** EXTRACTED DATA follows **

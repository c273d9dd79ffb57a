//! Error types for quiver client operations

use serde_json::Value;
use thiserror::Error;

/// Network-level failure: the request never produced a usable GraphQL
/// response. Application-level errors live on [`crate::GraphQlResponse`]
/// instead; the two are independent axes and the error dispatcher checks
/// both.
#[derive(Debug, Clone, Error, PartialEq)]
#[error("transport failure: {message}")]
pub struct TransportError {
    /// HTTP status when the server answered at all.
    pub status: Option<u16>,
    /// Parsed response body, when one existed and parsed as JSON.
    pub body: Option<Value>,
    pub message: String,
}

/// Message used for connect-class failures, mirroring what a browser fetch
/// reports. The dispatcher matches on it to substitute a user-facing
/// "Network Error".
pub const FAILED_TO_FETCH: &str = "Failed to fetch";

impl TransportError {
    /// Failure before any HTTP response arrived (DNS, refused connection,
    /// closed socket).
    pub fn connect(message: impl Into<String>) -> Self {
        Self {
            status: None,
            body: None,
            message: message.into(),
        }
    }

    /// Failure with an HTTP status and optional parsed body.
    pub fn status(status: u16, body: Option<Value>, message: impl Into<String>) -> Self {
        Self {
            status: Some(status),
            body,
            message: message.into(),
        }
    }

    /// True for generic connectivity loss, where no more specific message
    /// is worth showing a user.
    pub fn is_connectivity_loss(&self) -> bool {
        self.message == FAILED_TO_FETCH
    }
}

/// Configuration errors.
#[derive(Debug, Clone, Error, PartialEq, Eq)]
pub enum ConfigError {
    #[error("Unknown environment: {name}")]
    UnknownEnvironment { name: String },

    #[error("No endpoint configured: set an environment name or QUIVER_BACKEND_URL")]
    MissingEndpoint,
}

/// Failure inside the timing/analytics instrumentation. Never enters
/// [`QuiverError`]: callers log it at `warn` and move on.
#[derive(Debug, Clone, Error, PartialEq, Eq)]
#[error("instrumentation failure: {reason}")]
pub struct InstrumentationError {
    pub reason: String,
}

impl InstrumentationError {
    pub fn new(reason: impl Into<String>) -> Self {
        Self {
            reason: reason.into(),
        }
    }
}

/// Master error type for quiver client operations.
#[derive(Debug, Clone, Error, PartialEq)]
pub enum QuiverError {
    #[error("Transport error: {0}")]
    Transport(#[from] TransportError),

    #[error("Config error: {0}")]
    Config(#[from] ConfigError),
}

/// Result type alias for quiver client operations.
pub type QuiverResult<T> = Result<T, QuiverError>;

// =============================================================================
// TESTS
// =============================================================================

** End of EXTRACTED DATA **

**WHAT THIS TASK INVOLVES:** Transcribe all of the entries without altering anything.

**SOLUTION:**
repository c273d9dd79ffb57a
//! Error types for quiver client operations

use serde_json::Value;
use thiserror::Error;

/// Network-level failure: the request never produced a usable GraphQL
/// response. Application-level errors live on [`crate::GraphQlResponse`]
/// instead; the two are independent axes and the error dispatcher checks
/// both.
#[derive(Debug, Clone, Error, PartialEq)]
#[error("transport failure: {message}")]
pub struct TransportError {
    /// HTTP status when the server answered at all.
    pub status: Option<u16>,
    /// Parsed response body, when one existed and parsed as JSON.
    pub body: Option<Value>,
    pub message: String,
}

/// Message used for connect-class failures, mirroring what a browser fetch
/// reports. The dispatcher matches on it to substitute a user-facing
/// "Network Error".
pub const FAILED_TO_FETCH: &str = "Failed to fetch";

impl TransportError {
    /// Failure before any HTTP response arrived (DNS, refused connection,
    /// closed socket).
    pub fn connect(message: impl Into<String>) -> Self {
        Self {
            status: None,
            body: None,
            message: message.into(),
        }
    }

    /// Failure with an HTTP status and optional parsed body.
    pub fn status(status: u16, body: Option<Value>, message: impl Into<String>) -> Self {
        Self {
            status: Some(status),
            body,
            message: message.into(),
        }
    }

    /// True for generic connectivity loss, where no more specific message
    /// is worth showing a user.
    pub fn is_connectivity_loss(&self) -> bool {
        self.message == FAILED_TO_FETCH
    }
}

/// Configuration errors.
#[derive(Debug, Clone, Error, PartialEq, Eq)]
pub enum ConfigError {
    #[error("Unknown environment: {name}")]
    UnknownEnvironment { name: String },

    #[error("No endpoint configured: set an environment name or QUIVER_BACKEND_URL")]
    MissingEndpoint,
}

/// Failure inside the timing/analytics instrumentation. Never enters
/// [`QuiverError`]: callers log it at `warn` and move on.
#[derive(Debug, Clone, Error, PartialEq, Eq)]
#[error("instrumentation failure: {reason}")]
pub struct InstrumentationError {
    pub reason: String,
}

impl InstrumentationError {
    pub fn new(reason: impl Into<String>) -> Self {
        Self {
            reason: reason.into(),
        }
    }
}

/// Master error type for quiver client operations.
#[derive(Debug, Clone, Error, PartialEq)]
pub enum QuiverError {
    #[error("Transport error: {0}")]
    Transport(#[from] TransportError),

    #[error("Config error: {0}")]
    Config(#[from] ConfigError),
}

/// Result type alias for quiver client operations.
pub type QuiverResult<T> = Result<T, QuiverError>;

// =============================================================================
// TESTS
// =============================================================================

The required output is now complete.